**Work to be completed**
Work through the records that follow and return each line containing the word "move".

Collected data
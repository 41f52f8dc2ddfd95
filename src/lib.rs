//! 802.11 Distributed Coordination Function MAC for software-defined radio
//! front ends, talking to an external PHY and upper layer over local sockets

pub mod timer;

pub mod frame;

pub mod timing;

pub mod backoff;

pub mod nav;

pub mod rate;

pub mod link;

pub mod service;

pub mod mac;

pub mod error;

pub mod prelude;
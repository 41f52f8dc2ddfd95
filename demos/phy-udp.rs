//! UDP loopback PHY
//!
//! Stands in for the radio: frames the MAC transmits are sent as UDP
//! datagrams to the peer PHYs, datagrams received are classified into the
//! queues the MAC polls. Run one per node to exercise MACs on one host.

use std::net::{SocketAddr, UdpSocket};
use std::sync::atomic::{AtomicBool, Ordering};
use std::sync::Arc;
use std::time::Duration;

use log::{debug, info, warn};

use structopt::StructOpt;

use dcf_mac::prelude::*;
use dcf_mac::link::{Classifier, SharedLinkState};
use dcf_mac::link::classifier::POLL_INTERVAL;
use dcf_mac::service::phy::bind;


#[derive(Debug, StructOpt)]
struct Options {

    #[structopt(long)]
    /// Node identifier reported to the MAC
    pub node: u8,

    #[structopt(long, default_value = "10e6")]
    /// Sample rate reported to the MAC
    pub sample_rate: f64,

    #[structopt(long, default_value = "127.0.0.1:8013")]
    /// Address to serve MAC requests on
    pub listen: SocketAddr,

    #[structopt(long, default_value = "127.0.0.1:8500")]
    /// Local medium socket
    pub medium: SocketAddr,

    #[structopt(long)]
    /// Peer PHY medium sockets
    pub peer: Vec<SocketAddr>,

    #[structopt(long)]
    /// Also accept length prefixed frame streams on TCP port 8500
    pub stream: bool,

    #[structopt(long, default_value = "-90", allow_hyphen_values = true)]
    /// Channel power reported for CCA, dBW
    pub noise_floor: f32,

    #[structopt(long, default_value = "info")]
    /// Configure log level
    pub log_level: simplelog::LevelFilter,
}

/// Sends transmitted frames to every peer
struct UdpBackend {
    socket: UdpSocket,
    peers: Vec<SocketAddr>,
    noise_floor: f32,
}

impl PhyBackend for UdpBackend {
    fn transmit(&mut self, frame: &[u8], encoding: u8, timestamp_us: u64) -> Result<(), LinkError> {
        debug!("TX {} bytes at encoding {} (t {} us)", frame.len(), encoding, timestamp_us);
        for p in &self.peers {
            self.socket.send_to(frame, p)?;
        }
        Ok(())
    }

    fn channel_power_dbw(&mut self) -> Result<f32, LinkError> {
        Ok(self.noise_floor)
    }
}

fn main() -> anyhow::Result<()> {
    let running = Arc::new(AtomicBool::new(true));
    let r = running.clone();

    // Bind exit handler
    ctrlc::set_handler(move || {
        r.store(false, Ordering::SeqCst);
    })?;

    let opts = Options::from_args();

    let _ = simplelog::SimpleLogger::init(opts.log_level, simplelog::Config::default());

    info!("Starting UDP PHY for node {} (medium {}, peers {:?})", opts.node, opts.medium, opts.peer);

    let socket = UdpSocket::bind(opts.medium)?;
    let mut rx = socket.try_clone()?;
    rx.set_read_timeout(Some(POLL_INTERVAL))?;

    // Receive chain
    let state = Arc::new(SharedLinkState::new());
    let classifier = Classifier::new(MacAddress::from_node(opts.node), state.clone(), SystemTimer::new());
    let classifying = classifier.running();
    let rx_thread = std::thread::spawn(move || classifier.run(&mut rx));

    // Optional frame stream from an external receive chain
    let stream = if opts.stream {
        let c = Classifier::new(MacAddress::from_node(opts.node), state.clone(), SystemTimer::new());
        let (listener, handle) = bind(("127.0.0.1", PHY_RX_PORT))?;
        let h = handle.clone();
        Some((handle, std::thread::spawn(move || c.serve(&listener, &h))))
    } else {
        None
    };

    // MAC request server
    let backend = UdpBackend{ socket, peers: opts.peer.clone(), noise_floor: opts.noise_floor };
    let mut phy = PhyServer::new(opts.node, opts.sample_rate, state.clone(), backend);
    let (listener, handle) = bind(opts.listen)?;
    let h = handle.clone();
    let phy_thread = std::thread::spawn(move || phy.run(&listener, &h));

    while running.load(Ordering::SeqCst) {
        std::thread::sleep(Duration::from_secs(1));

        for n in state.neighbors() {
            debug!("Neighbor {} ssid '{}' beacons {} offset {} us",
                n.address, String::from_utf8_lossy(&n.ssid), n.count, n.offset_us);
        }
    }

    info!("Exiting (unclassified frames: {}, queue overflows: {})", state.other(), state.dropped());

    handle.stop();
    classifying.store(false, Ordering::SeqCst);

    let mut threads = vec![("PHY server", phy_thread), ("classifier", rx_thread)];
    if let Some((handle, t)) = stream {
        handle.stop();
        threads.push(("stream classifier", t));
    }

    for (name, t) in threads {
        match t.join() {
            Ok(Err(e)) => warn!("{} error: {}", name, e),
            Err(_) => warn!("{} panicked", name),
            Ok(Ok(())) => (),
        }
    }

    Ok(())
}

**Task response**
    ctrlc::set_handler(move || {
    let rx_thread = std::thread::spawn(move || classifier.run(&mut rx));
        Some((handle, std::thread::spawn(move || c.serve(&listener, &h))))
    let phy_thread = std::thread::spawn(move || phy.run(&listener, &h));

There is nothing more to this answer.